Раздававшая вещи дама, видевшая меня во время работы на пароходе «Саратов», ахнула, узнав меня, когда я назвал себя.
– Как? Неужели это вы, доктор?
Я ей чем-то помог раньше, и теперь она платила мне сторицею.
Меня одели, собрав какую-то ветошь. На складе был пожертвованный американцами хлам старых вещей. Но это все же было нечто, и я вернулся в палату в старом пальто, в поношенном пиджаке и старых заплатанных башмаках. Кто-то носил эти вещи в Америке? Наверное, не из миллиардеров!
Я стал усиленно тренироваться. Выходил на воздух и просиживал у домика больницы на скамеечке.
Был март. Но весна наступала туго. С высоты холма, на котором находилась больница, открывался вид на бухту, посреди которой стоял броненосец «Король Индии». Было холодно. Норд-ост стих. Трава еще не зеленела. Часто издали слышалась канонада. Рассказывали, что с юга теснили «зеленые», которые взяли Геленджик. Катастрофа надвигалась все ближе. Генерал Розалион-Сошальский, мой добрый гений, выхлопотал мне полное английское обмундирование, и мы поехали получать его. Эти хлопоты были мукой. Повсюду все было обставлено тысячами ненужных формальностей. Надо было писать никому не нужные и ложные бумаги. Во всех канцеляриях сидели цветники никому не нужных барышень. Ставили штемпеля без счету. Генерал вел меня под руку. Мы ходили по складам, просили, убеждали, и если что помогало, то только генерал-лейтенантские погоны, с которыми все-таки еще немного считались.

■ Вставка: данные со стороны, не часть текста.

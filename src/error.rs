// This Source Code Form is subject to the terms of the Mozilla Public
// License, v. 2.0. If a copy of the MPL was not distributed with this
// file, You can obtain one at https://mozilla.org/MPL/2.0/.

/*! Error handling. */

use thiserror::Error;

/// Primary crate error type.
#[derive(Debug, Error)]
pub enum AuditError {
    #[error("not an ELF file: {0}")]
    NotElf(String),

    #[error("malformed ELF file {0}: {1}")]
    MalformedElf(String, String),

    #[error("unsupported ELF class or machine in {0}")]
    UnsupportedElf(String),

    #[error("could not resolve needed library {soname} (needed by {dependent})")]
    Unresolved { soname: String, dependent: String },

    #[error("soname {soname} resolves to multiple paths: {first} and {second}")]
    SonameConflict {
        soname: String,
        first: String,
        second: String,
    },

    #[error("archive contains binaries for multiple architectures: {0} and {1}")]
    HeterogeneousArchive(String, String),

    #[error("archive requires {group}_{actual}, exceeding the {group}_{max} allowed by {policy}")]
    PolicyViolation {
        policy: String,
        group: String,
        actual: String,
        max: String,
    },

    #[error("archive references blacklisted symbol {symbol} from {library}")]
    BlacklistedSymbol { library: String, symbol: String },

    #[error("patcher failed on {path}: {stderr}")]
    PatcherFailed { path: String, stderr: String },

    #[error("strip failed on {path}: {stderr}")]
    StripFailed { path: String, stderr: String },

    #[error("no platform-specific ELF binaries found in archive")]
    NonPlatformWheel,

    #[error("invalid wheel archive: {0}")]
    InvalidWheel(String),

    #[error("invalid policy table: {0}")]
    InvalidPolicy(String),

    #[error("ld.so.cache parse error: {0}")]
    LdsoCache(String),

    #[error("no policy named '{0}' found")]
    UnknownPolicy(String),

    #[error("I/O error: {0}")]
    Io(#[from] std::io::Error),

    #[error("zip archive error: {0}")]
    Zip(#[from] zip::result::ZipError),

    #[error("JSON error: {0}")]
    Json(#[from] serde_json::Error),

    #[error("object file error: {0}")]
    Object(#[from] object::read::Error),
}

/// Result wrapper for this crate.
pub type Result<T> = std::result::Result<T, AuditError>;
// This Source Code Form is subject to the terms of the Mozilla Public
// License, v. 2.0. If a copy of the MPL was not distributed with this
// file, You can obtain one at https://mozilla.org/MPL/2.0/.

/*! Minimal logging for the command line tool. */

use log::{Level, LevelFilter, Log, Metadata, Record};

/// A logger that uses println!.
pub struct PrintlnLogger;

impl Log for PrintlnLogger {
    fn enabled(&self, _metadata: &Metadata) -> bool {
        true
    }

    fn log(&self, record: &Record) {
        if record.level() <= Level::Warn {
            eprintln!("{}", record.args());
        } else {
            println!("{}", record.args());
        }
    }

    fn flush(&self) {}
}

/// Install the println logger with a level derived from `-v` counts.
pub fn install(verbosity: u64) {
    let level = match verbosity {
        0 => LevelFilter::Info,
        _ => LevelFilter::Debug,
    };

    // Installation can only happen once per process; a second attempt
    // just keeps the existing logger.
    if log::set_boxed_logger(Box::new(PrintlnLogger)).is_ok() {
        log::set_max_level(level);
    }
}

Мы хлопотали о выезде. Надо было получить заграничные паспорта. И мы их получили, но как! Целыми часами стояли в очереди, среди невероятной ругани. Я сам видел, как в одной такой очередной группе произошла форменная потасовка, и один офицер, размахнувшись, дал в морду другому. И ничего: никакой реакции. Честь в те времена была предрассудком от прошлого века. Пробуждался чисто животный эгоизм. Паспорта надо было визировать. Мытарства по консульствам и контрразведкам, везде с очередями и препирательствами. На моем паспорте было два штемпеля! И в последующих мытарствах никто никогда не спросил этой глупой, фиктивной, даже лживой бумажки, ибо в ней не значилось даже звания, а только имя, фамилия и года. По старым бюрократическим правилам старые паспорта Империи при этом отбирались служащими барышнями, чтобы их потом растоптали громившие канцелярии красноармейцы.
Зачем и кому нужна была эта нелепость? И надо признаться, что у большевиков эта процедура была умнее и проще. Кто-то выдумал эту чепуху, чтобы мучить и стеснять людей.
Это было тем непонятнее, что руководители Добровольческой армии ведь приняли путь революции с ее заветами и отреклись от старой России, а выдумали такую формалистику, которой никогда не бывало в старое время. Называли имена генералов Владимира Драгомирова, Вязмитинова, которые руководили делом. А ведь Вязмитинов был очень левым генералом, который в данном случае доводил пороки бюрократизма старого режима до глупости. Разве нельзя было простым приказом устранить эту чепуху, а армию барышень - упразднить! На эту бессмыслицу тратили деньги и время, а враг уже стоял у ворот. Вместо того чтобы впоследствии в эмиграции продолжать отстаивать завоевания революции, много было бы умнее взять от революции то, что она провозгласила, но никогда не выполнила, и отбросить ненужную канцелярщину. Копировали у большевиков, устраивая бесконечные регистрации.